Днем рассказываю Егору:
— Я видел утром дикую собаку. Синяя-синяя, даже фиолетовая. Черно-фиолетовая.
Смеется:
— Это Глазик. Он домой приходит редко. Любит свободу.
— Глазик?
— Ну да, так его зовут. У него глаза разные. Вечером придет.
…Вечером я пью у Егора чай, и он показывает в окно. Из густой травы, озираясь, выходит длинный тощий пес. Ребра его можно сосчитать. Собаки глядят на него спокойно, потом отворачиваются, будто Глазика и нет.
Глазик стоит у крыльца, опустив голову, но подняв глаза. Из-за этого кажется, будто смотрит он исподлобья. Один глаз у него белый, второй — темно-коричневый. Егор выходит на крыльцо и молча кидает ему рыбу. Глазик хватает рыбу и стремглав кидается в кусты.
— Теперь не скоро придет, — бурчит Егор.
Увидел я его через неделю, когда жарил на улице рыбу. Глазик вышел на запах. Мне хотелось, чтобы пес не боялся меня. Я вынес на крыльцо мясо.
— Глазик!
Он смотрел на меня настороженно, весь подобравшись для прыжка.
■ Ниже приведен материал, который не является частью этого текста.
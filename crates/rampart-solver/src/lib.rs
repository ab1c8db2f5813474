//! Closed-form solvers for RAMPART.
//!
//! `polynomial` extracts complex roots of quadratics, cubics and quartics.
//! `ballistic` inverts fixed-angle projectile motion against a target
//! closing at constant speed, producing launch power and flight time.
//! Everything here is pure and reentrant.

pub mod ballistic;
pub mod polynomial;

pub use ballistic::{BallisticSolver, PowerScale, ShotResult};
pub use num_complex::Complex64;
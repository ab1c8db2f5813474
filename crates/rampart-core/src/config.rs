//! Runtime targeting configuration.

use serde::{Deserialize, Serialize};

use crate::constants::*;
use crate::error::ConfigError;

/// All tunable values the targeting core reads. Read-only once validated.
#[derive(Debug, Clone, PartialEq, Serialize, Deserialize)]
#[serde(default)]
pub struct TargetingConfig {
    pub gravity: f64,
    pub fixed_time_step: f64,
    pub bullet_damage: u32,
    pub fixed_angle_deg: f64,
    pub power_min: f64,
    pub power_boost_max: f64,
    pub fallback_power: f64,
    pub energy_threshold: f64,
    pub special_shot_cost: f64,
    pub shoot_cooldown: f64,
}

impl Default for TargetingConfig {
    fn default() -> Self {
        Self {
            gravity: GRAVITY,
            fixed_time_step: FIXED_TIME_STEP,
            bullet_damage: BULLET_DAMAGE,
            fixed_angle_deg: DEFAULT_FIXED_ANGLE_DEG,
            power_min: POWER_MIN,
            power_boost_max: POWER_BOOST_MAX,
            fallback_power: FALLBACK_POWER,
            energy_threshold: ENERGY_SHOT_MAX_CHARGE,
            special_shot_cost: SPECIAL_SHOT_ENERGY_COST,
            shoot_cooldown: SHOOT_DELAY_TIME,
        }
    }
}

impl TargetingConfig {
    /// Parse a JSON config (missing fields take their defaults) and validate it.
    pub fn from_json(json: &str) -> Result<Self, ConfigError> {
        let config: Self = serde_json::from_str(json)?;
        config.validate()?;
        Ok(config)
    }

    /// Reject values that would break power conversion or the tick loop.
    pub fn validate(&self) -> Result<(), ConfigError> {
        if !(self.fixed_time_step.is_finite() && self.fixed_time_step > 0.0) {
            return Err(ConfigError::InvalidTimeStep(self.fixed_time_step));
        }
        if !self.gravity.is_finite() {
            return Err(ConfigError::InvalidGravity(self.gravity));
        }
        if self.bullet_damage == 0 {
            return Err(ConfigError::ZeroBulletDamage);
        }
        if !(self.power_boost_max.is_finite() && self.power_boost_max > 0.0) {
            return Err(ConfigError::InvalidPowerSpan(self.power_boost_max));
        }
        if !self.power_min.is_finite() {
            return Err(ConfigError::InvalidPowerMin(self.power_min));
        }
        if !(self.fixed_angle_deg > 0.0 && self.fixed_angle_deg < 90.0) {
            return Err(ConfigError::InvalidFixedAngle(self.fixed_angle_deg));
        }
        if !(self.shoot_cooldown.is_finite() && self.shoot_cooldown >= 0.0) {
            return Err(ConfigError::InvalidCooldown(self.shoot_cooldown));
        }
        for (field, value) in [
            ("energy_threshold", self.energy_threshold),
            ("special_shot_cost", self.special_shot_cost),
        ] {
            if !(value.is_finite() && value >= 0.0) {
                return Err(ConfigError::InvalidEnergy { field, value });
            }
        }
        Ok(())
    }
}
//! Targeting strategies.
//!
//! Each strategy picks a target from the roster and then tries to shoot it.
//! [`Strategy`] is the closed set of variants the coordinator runs, in the
//! order it holds them.

pub mod cluster;
pub mod primary;

use std::collections::BTreeMap;
use std::fmt;

use serde::{Deserialize, Serialize};

use rampart_core::types::{Defender, Hostile, HostileId};

use crate::world::WorldState;

pub use cluster::ClusterStrategy;
pub use primary::PrimaryStrategy;

/// Which strategy produced a decision.
#[derive(Debug, Clone, Copy, PartialEq, Eq, Hash, Serialize, Deserialize)]
pub enum StrategyKind {
    /// High-cost special shot at the best cluster.
    Cluster,
    /// Low-cost shot at the nearest hostile.
    Primary,
}

impl StrategyKind {
    pub const fn as_str(&self) -> &'static str {
        match self {
            Self::Cluster => "cluster",
            Self::Primary => "primary",
        }
    }
}

impl fmt::Display for StrategyKind {
    fn fmt(&self, f: &mut fmt::Formatter<'_>) -> fmt::Result {
        f.write_str(self.as_str())
    }
}

/// A shot a strategy actually issued this tick.
#[derive(Debug, Clone, Copy, PartialEq, Serialize, Deserialize)]
pub struct FiredShot {
    pub strategy: StrategyKind,
    pub target: HostileId,
    /// Launch angle in degrees.
    pub angle: f64,
    pub power: f64,
    /// Predicted seconds until impact (zero for a fallback-power shot).
    pub flight_time: f64,
    /// False when the solver found no valid speed and fallback power was used.
    pub solved: bool,
}

/// Target selection plus shot attempt.
pub trait TargetingStrategy {
    fn kind(&self) -> StrategyKind;

    /// Choose a target, or `None` when nothing qualifies.
    ///
    /// `last_target` and `flight_time` describe the projectile still in the
    /// air, so hostiles it will already kill can be skipped.
    fn find_target(
        &self,
        hostiles: &BTreeMap<HostileId, Hostile>,
        defender: &Defender,
        last_target: Option<HostileId>,
        flight_time: f64,
    ) -> Option<Hostile>;

    /// Try to shoot `target`. Issuing the shot into `world` is the only side effect.
    fn try_shoot<W: WorldState>(&self, target: &Hostile, world: &mut W) -> Option<FiredShot>;
}

/// True if the projectile in flight toward `hostile` is going to kill it.
pub(crate) fn is_lethally_committed(
    hostile: &Hostile,
    last_target: Option<HostileId>,
    flight_time: f64,
    bullet_damage: u32,
) -> bool {
    last_target == Some(hostile.id) && flight_time > 0.0 && hostile.dies_in_one_hit(bullet_damage)
}

/// The fixed set of strategy variants.
#[derive(Debug, Clone)]
pub enum Strategy {
    Cluster(ClusterStrategy),
    Primary(PrimaryStrategy),
}

impl TargetingStrategy for Strategy {
    fn kind(&self) -> StrategyKind {
        match self {
            Self::Cluster(s) => s.kind(),
            Self::Primary(s) => s.kind(),
        }
    }

    fn find_target(
        &self,
        hostiles: &BTreeMap<HostileId, Hostile>,
        defender: &Defender,
        last_target: Option<HostileId>,
        flight_time: f64,
    ) -> Option<Hostile> {
        match self {
            Self::Cluster(s) => s.find_target(hostiles, defender, last_target, flight_time),
            Self::Primary(s) => s.find_target(hostiles, defender, last_target, flight_time),
        }
    }

    fn try_shoot<W: WorldState>(&self, target: &Hostile, world: &mut W) -> Option<FiredShot> {
        match self {
            Self::Cluster(s) => s.try_shoot(target, world),
            Self::Primary(s) => s.try_shoot(target, world),
        }
    }
}

impl From<ClusterStrategy> for Strategy {
    fn from(s: ClusterStrategy) -> Self {
        Self::Cluster(s)
    }
}

impl From<PrimaryStrategy> for Strategy {
    fn from(s: PrimaryStrategy) -> Self {
        Self::Primary(s)
    }
}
Я протянул ему руку с мясом:
— Глазик!
Но этот жест испугал его. Он прыгнул в кусты и скрылся. Оставленное для него мясо съели другие собаки.
Меня удивляла его пугливость и недоверчивость.
— Он всего боится, Егор…
— Он ничего не боится. Его звери боятся. Собаки не дерутся с ним.
— Он может не вернуться?
— Не знаю… он дикарь… любит быть один.
— Бандит-одиночка? Индивидуалист?
— Охотник…
В тайге сейчас привольно. На косах собираются зайцы, в лесу — птичий молодняк, на сопках — много евражек и полевок… все это тяжелый хлеб Глазика. Но к нам на рыбалку он не приходил. Нас всегда сопровождала свора псов. На берегу они отъедались. Рыбы вдоволь. Но Глазик не приходил на берег. Он презирал попрошаек.